[Stored data entries]
=== Begin Enclosure ===

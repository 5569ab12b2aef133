use thiserror::Error;

#[derive(Debug, Clone, Copy, PartialEq, Eq, Error)]
#[error("cannot redefine non-configurable property `{0}`")]
pub struct PropertyError(pub SizeProperty);

/// The size-reporting properties a page can read.
#[derive(Debug, Clone, Copy, PartialEq, Eq, Hash)]
pub enum SizeProperty {
    InnerWidth,
    InnerHeight,
    ScreenWidth,
    ScreenHeight,
}

impl SizeProperty {
    pub const ALL: [SizeProperty; 4] = [
        SizeProperty::InnerWidth,
        SizeProperty::InnerHeight,
        SizeProperty::ScreenWidth,
        SizeProperty::ScreenHeight,
    ];

    pub fn name(&self) -> &'static str {
        match self {
            SizeProperty::InnerWidth => "innerWidth",
            SizeProperty::InnerHeight => "innerHeight",
            SizeProperty::ScreenWidth => "screen.width",
            SizeProperty::ScreenHeight => "screen.height",
        }
    }
}

impl std::fmt::Display for SizeProperty {
    fn fmt(&self, f: &mut std::fmt::Formatter<'_>) -> std::fmt::Result {
        f.write_str(self.name())
    }
}

/// A property slot with the attributes that decide whether it may be
/// assigned or redefined.
#[derive(Debug, Clone, Copy, PartialEq, Eq)]
pub struct Property {
    value: u32,
    writable: bool,
    configurable: bool,
    /// Computed by the browser and follows the real layout
    native: bool,
}

impl Property {
    /// A browser computed, read-only but configurable value.
    pub fn native(value: u32) -> Self {
        Self {
            value,
            writable: false,
            configurable: true,
            native: true,
        }
    }

    /// A plain data property that is both writable and configurable.
    pub fn data(value: u32) -> Self {
        Self {
            value,
            writable: true,
            configurable: true,
            native: false,
        }
    }

    pub fn frozen(value: u32) -> Self {
        Self {
            value,
            writable: false,
            configurable: false,
            native: false,
        }
    }

    pub fn get(&self) -> u32 {
        self.value
    }

    pub fn is_writable(&self) -> bool {
        self.writable
    }

    pub fn is_configurable(&self) -> bool {
        self.configurable
    }

    pub fn is_native(&self) -> bool {
        self.native
    }

    /// Assignment. Ignored (returns `false`) for read-only slots.
    pub(crate) fn set(&mut self, value: u32) -> bool {
        if self.writable {
            self.value = value;
        }
        self.writable
    }

    pub(crate) fn follow_layout(&mut self, value: u32) {
        if self.native {
            self.value = value;
        }
    }
}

=== End Enclosure ===

*EXERCISE DIRECTIONS*.
Look through the entries above; copy each line where the string "crate" appears.

*ANSWER TO THIS TASK*.
    pub(crate) fn set(&mut self, value: u32) -> bool {
    pub(crate) fn follow_layout(&mut self, value: u32) {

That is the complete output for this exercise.